INPUT FOR THIS TASK Start Marker

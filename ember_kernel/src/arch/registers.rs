use crate::mem::VirtualAddress;
use core::arch::asm;

pub struct CR2;

impl CR2 {
    /// The address whose translation caused the most recent page fault.
    #[inline]
    pub fn read() -> VirtualAddress {
        let value: u64;
        unsafe {
            asm!("mov {}, cr2", out(reg) value, options(nomem, nostack, preserves_flags));
        }
        VirtualAddress::new(value)
    }
}
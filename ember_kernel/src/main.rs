#![no_std]
#![no_main]

use bootloader_api::BootInfo;
use core::panic::PanicInfo;

use ember_kernel::{gfx, interrupts, kernel_init, kernel_panic, println};

fn kernel_main(boot_info: &'static mut BootInfo) -> ! {
    kernel_init(boot_info);

    show_welcome();

    // recoverable dispatch path: int3 traps, the handler logs and resumes
    interrupts::breakpoint();
    println!();

    // fatal dispatch path: nothing maps this address, so the read page
    // faults and the handler reports it before parking the CPU
    let _ = unsafe { core::ptr::read_volatile(0xffff_8000_0aa0_0000 as *const u32) };

    loop {
        x86_64::instructions::hlt();
    }
}
bootloader_api::entry_point!(kernel_main);

fn show_welcome() {
    let mut fb = gfx::framebuffer();
    fb.write_string("\n");
    fb.write_colored(
        "                        \n",
        gfx::Color::AMBER,
        gfx::Color::AMBER,
    );
    fb.write_colored(
        "  Welcome to emberOS !  \n",
        gfx::Color::BLACK,
        gfx::Color::AMBER,
    );
    fb.write_colored(
        "                        \n",
        gfx::Color::AMBER,
        gfx::Color::AMBER,
    );
    fb.write_string("\n");
}

#[panic_handler]
fn panic(info: &PanicInfo) -> ! {
    kernel_panic(info)
}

INPUT FOR THIS TASK End Marker

◆ HOW TO COMPLETE THIS TASK
Across the records above, show each line containing the word "println".

◆ THE ANSWER
use ember_kernel::{gfx, interrupts, kernel_init, kernel_panic, println};
    println!();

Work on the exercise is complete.